mod engine;
mod ipam;
mod metrics;
mod reconcile;
mod state;
mod sync;
mod telemetry;
mod volumes;

use std::collections::BTreeMap;
use std::path::PathBuf;
use std::sync::Arc;
use std::time::Duration;

use axum::extract::State;
use axum::http::StatusCode;
use axum::response::{IntoResponse, Json};
use axum::routing::{get, Router};
use clap::{crate_authors, crate_description, crate_version, Parser};
use flotilla_api_client::FlotillaClient;
use flotilla_apiserver::wire::PodCommand;
use flotilla_model::Node;
use flotilla_store::{InMemoryMessageBus, MessageBus, RedisMessageBus, TypedBus};
use tokio::signal::unix::{signal, SignalKind};
use tokio::sync::watch;
use tokio::time::interval;
use tower_http::trace::TraceLayer;
use tracing::{error, info};

use crate::engine::{ContainerEngine, SimulatedEngine};
use crate::metrics::AgentMetrics;
use crate::state::AgentState;
use crate::sync::{handle_command, AGENT_GROUP};
use crate::telemetry::LogFormat;
use crate::volumes::{NfsMount, VolumeResolver};

#[derive(Parser, Debug)]
#[command(
    name = "flotilla-agent",
    about = crate_description!(),
    version = crate_version!(),
    author = crate_authors!("\n")
)]
struct Args {
    /// This node's name, used to derive the `node.<name>.pods` topic it
    /// consumes (spec.md §5).
    #[arg(long, env)]
    node_name: String,

    /// Address other components can reach this node at.
    #[arg(long, env)]
    advertised_address: String,

    /// Comma-separated `key=value` labels advertised on this node, matched
    /// against Pod `nodeSelector`s by the scheduler.
    #[arg(long, default_value = "", env)]
    labels: String,

    /// Base URL of the API server this agent registers/heartbeats/reports to.
    #[arg(long, default_value = "http://127.0.0.1:8080", env)]
    api_url: String,

    /// Message bus backend URL.
    #[arg(long, default_value = "memory://", env)]
    bus_url: String,

    /// How often to send a heartbeat to the API server.
    #[arg(long, default_value_t = 10, env)]
    heartbeat_interval_secs: u64,

    /// How often to poll this node's Pod topic when it's empty.
    #[arg(long, default_value_t = 500, env)]
    poll_interval_ms: u64,

    /// Max pending commands pulled from the Pod topic per poll.
    #[arg(long, default_value_t = 16, env)]
    batch_size: usize,

    /// How often to cross-check the engine's live containers against the
    /// local Pod table (spec.md §4.3).
    #[arg(long, default_value_t = 30, env)]
    reconcile_interval_secs: u64,

    /// Directory NFS-backed PV mounts are created under.
    #[arg(long, default_value = "/var/lib/flotilla/mounts", env)]
    mounts_root: PathBuf,

    /// Listen on given port for /health and /metrics.
    #[arg(short, long, default_value_t = 8092, env)]
    port: u16,

    /// Set logging filter directive for `tracing_subscriber::filter::EnvFilter`.
    #[arg(long, default_value = "info", env)]
    log_filter: String,

    /// Set log format
    #[arg(long, value_enum, default_value_t = LogFormat::Text, env)]
    log_format: LogFormat,
}

fn parse_labels(raw: &str) -> BTreeMap<String, String> {
    raw.split(',')
        .filter(|pair| !pair.is_empty())
        .filter_map(|pair| pair.split_once('='))
        .map(|(k, v)| (k.trim().to_string(), v.trim().to_string()))
        .collect()
}

#[derive(Clone)]
struct AppState {
    metrics: Arc<AgentMetrics>,
}

async fn health() -> impl IntoResponse {
    Json("healthy")
}

async fn metrics_handler(State(state): State<AppState>) -> impl IntoResponse {
    (
        StatusCode::OK,
        [(
            "content-type",
            "application/openmetrics-text; version=1.0.0; charset=utf-8",
        )],
        state.metrics.encode(),
    )
}

async fn build_bus(url: &str) -> anyhow::Result<Arc<dyn MessageBus>> {
    if url.starts_with("redis://") {
        Ok(Arc::new(RedisMessageBus::connect(url, "agent").await?))
    } else {
        Ok(Arc::new(InMemoryMessageBus::new()))
    }
}

fn build_engine() -> Box<dyn ContainerEngine> {
    #[cfg(feature = "docker")]
    {
        match crate::engine::BollardEngine::connect() {
            Ok(engine) => return Box::new(engine),
            Err(error) => {
                error!(%error, "failed to connect to docker daemon, falling back to simulated engine");
            }
        }
    }
    Box::new(SimulatedEngine::new())
}

/// Sends a heartbeat (re-registration, per `register_or_heartbeat_node`'s
/// doc comment: "same route serves both") on every tick until shutdown.
async fn run_heartbeat(client: FlotillaClient, mut node: Node, interval_secs: u64, mut shutdown: watch::Receiver<bool>) {
    let mut ticker = interval(Duration::from_secs(interval_secs));
    loop {
        tokio::select! {
            _ = ticker.tick() => {}
            _ = shutdown.changed() => {
                if *shutdown.borrow() {
                    info!("shutting down heartbeat loop");
                    return;
                }
            }
        }
        match client.register_or_heartbeat_node(&node).await {
            Ok(updated) => node = updated,
            Err(error) => error!(%error, "failed to send heartbeat"),
        }
    }
}

/// Drains this node's Pod topic every tick, dispatching each command and
/// acking only on success (spec.md §5 redelivery design, same shape as the
/// scheduler's `run_scheduler`).
async fn run_pod_consumer(
    state: Arc<AgentState>,
    metrics: Arc<AgentMetrics>,
    bus: Arc<dyn MessageBus>,
    topic: String,
    poll_interval: Duration,
    batch_size: usize,
    mut shutdown: watch::Receiver<bool>,
) {
    let typed_bus = TypedBus::new(bus.as_ref());
    let mut ticker = interval(poll_interval);

    loop {
        tokio::select! {
            _ = ticker.tick() => {}
            _ = shutdown.changed() => {
                if *shutdown.borrow() {
                    info!("shutting down pod consumer loop");
                    return;
                }
            }
        }

        let deliveries: Vec<(String, PodCommand)> = match typed_bus.poll(&topic, AGENT_GROUP, batch_size).await {
            Ok(deliveries) => deliveries,
            Err(error) => {
                error!(%error, "failed to poll pod topic");
                continue;
            }
        };

        for (id, command) in deliveries {
            if handle_command(&state, &metrics, command).await {
                if let Err(error) = typed_bus.ack(&topic, AGENT_GROUP, &id).await {
                    error!(%error, delivery = %id, "failed to ack pod command delivery");
                }
            }
        }
    }
}

async fn run_reconcile_loop(
    state: Arc<AgentState>,
    metrics: Arc<AgentMetrics>,
    interval_secs: u64,
    mut shutdown: watch::Receiver<bool>,
) {
    let mut ticker = interval(Duration::from_secs(interval_secs));
    loop {
        tokio::select! {
            _ = ticker.tick() => {}
            _ = shutdown.changed() => {
                if *shutdown.borrow() {
                    info!("shutting down reconcile loop");
                    return;
                }
            }
        }
        reconcile::reconcile_once(&state, &metrics).await;
    }
}

#[tokio::main]
async fn main() -> anyhow::Result<()> {
    let args: Args = Args::parse();

    telemetry::init(&args.log_filter, args.log_format)?;

    let client = FlotillaClient::new(&args.api_url)?;
    let bus = build_bus(&args.bus_url).await?;

    let node = Node::new(args.node_name.clone(), args.advertised_address.clone(), parse_labels(&args.labels));
    let node = client.register_or_heartbeat_node(&node).await?;
    let pod_topic = node.pod_topic.clone();

    let engine = build_engine();
    let mount_backend = Box::new(NfsMount { mounts_root: args.mounts_root.clone() });
    let volume_resolver = VolumeResolver::new(client.clone(), mount_backend, args.mounts_root.clone());
    let state = Arc::new(AgentState::new(client.clone(), engine, volume_resolver, args.node_name.clone()));
    let metrics = Arc::new(AgentMetrics::new());

    let (shutdown_tx, shutdown_rx) = watch::channel(false);

    let heartbeat = tokio::spawn(run_heartbeat(
        client.clone(),
        node,
        args.heartbeat_interval_secs,
        shutdown_rx.clone(),
    ));

    let consumer = tokio::spawn(run_pod_consumer(
        state.clone(),
        metrics.clone(),
        bus,
        pod_topic,
        Duration::from_millis(args.poll_interval_ms),
        args.batch_size,
        shutdown_rx.clone(),
    ));

    let reconciler = tokio::spawn(run_reconcile_loop(
        state,
        metrics.clone(),
        args.reconcile_interval_secs,
        shutdown_rx,
    ));

    let app_state = AppState { metrics };
    let app = Router::new()
        .route("/health", get(health))
        .route("/metrics", get(metrics_handler))
        .layer(TraceLayer::new_for_http())
        .with_state(app_state);

    let listener = tokio::net::TcpListener::bind(format!("0.0.0.0:{}", args.port)).await?;
    let server = axum::serve(listener, app).with_graceful_shutdown(shutdown_signal(shutdown_tx));

    let (_, _, _, server_result) = tokio::join!(heartbeat, consumer, reconciler, server);
    server_result?;
    Ok(())
}

async fn shutdown_signal(shutdown_tx: watch::Sender<bool>) {
    let mut sigterm = signal(SignalKind::terminate()).expect("failed to install SIGTERM signal handler");

    tokio::select! {
        _ = tokio::signal::ctrl_c() => {},
        _ = sigterm.recv() => {},
    }
    let _ = shutdown_tx.send(true);
}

=======

### What to do:
Repeat, exactly and only, the lines from the beginning of the material through the line that contains "by the scheduler.".

### Response for this exercise:
mod engine;
mod ipam;
mod metrics;
mod reconcile;
mod state;
mod sync;
mod telemetry;
mod volumes;

use std::collections::BTreeMap;
use std::path::PathBuf;
use std::sync::Arc;
use std::time::Duration;

use axum::extract::State;
use axum::http::StatusCode;
use axum::response::{IntoResponse, Json};
use axum::routing::{get, Router};
use clap::{crate_authors, crate_description, crate_version, Parser};
use flotilla_api_client::FlotillaClient;
use flotilla_apiserver::wire::PodCommand;
use flotilla_model::Node;
use flotilla_store::{InMemoryMessageBus, MessageBus, RedisMessageBus, TypedBus};
use tokio::signal::unix::{signal, SignalKind};
use tokio::sync::watch;
use tokio::time::interval;
use tower_http::trace::TraceLayer;
use tracing::{error, info};

use crate::engine::{ContainerEngine, SimulatedEngine};
use crate::metrics::AgentMetrics;
use crate::state::AgentState;
use crate::sync::{handle_command, AGENT_GROUP};
use crate::telemetry::LogFormat;
use crate::volumes::{NfsMount, VolumeResolver};

#[derive(Parser, Debug)]
#[command(
    name = "flotilla-agent",
    about = crate_description!(),
    version = crate_version!(),
    author = crate_authors!("\n")
)]
struct Args {
    /// This node's name, used to derive the `node.<name>.pods` topic it
    /// consumes (spec.md §5).
    #[arg(long, env)]
    node_name: String,

    /// Address other components can reach this node at.
    #[arg(long, env)]
    advertised_address: String,

    /// Comma-separated `key=value` labels advertised on this node, matched
    /// against Pod `nodeSelector`s by the scheduler.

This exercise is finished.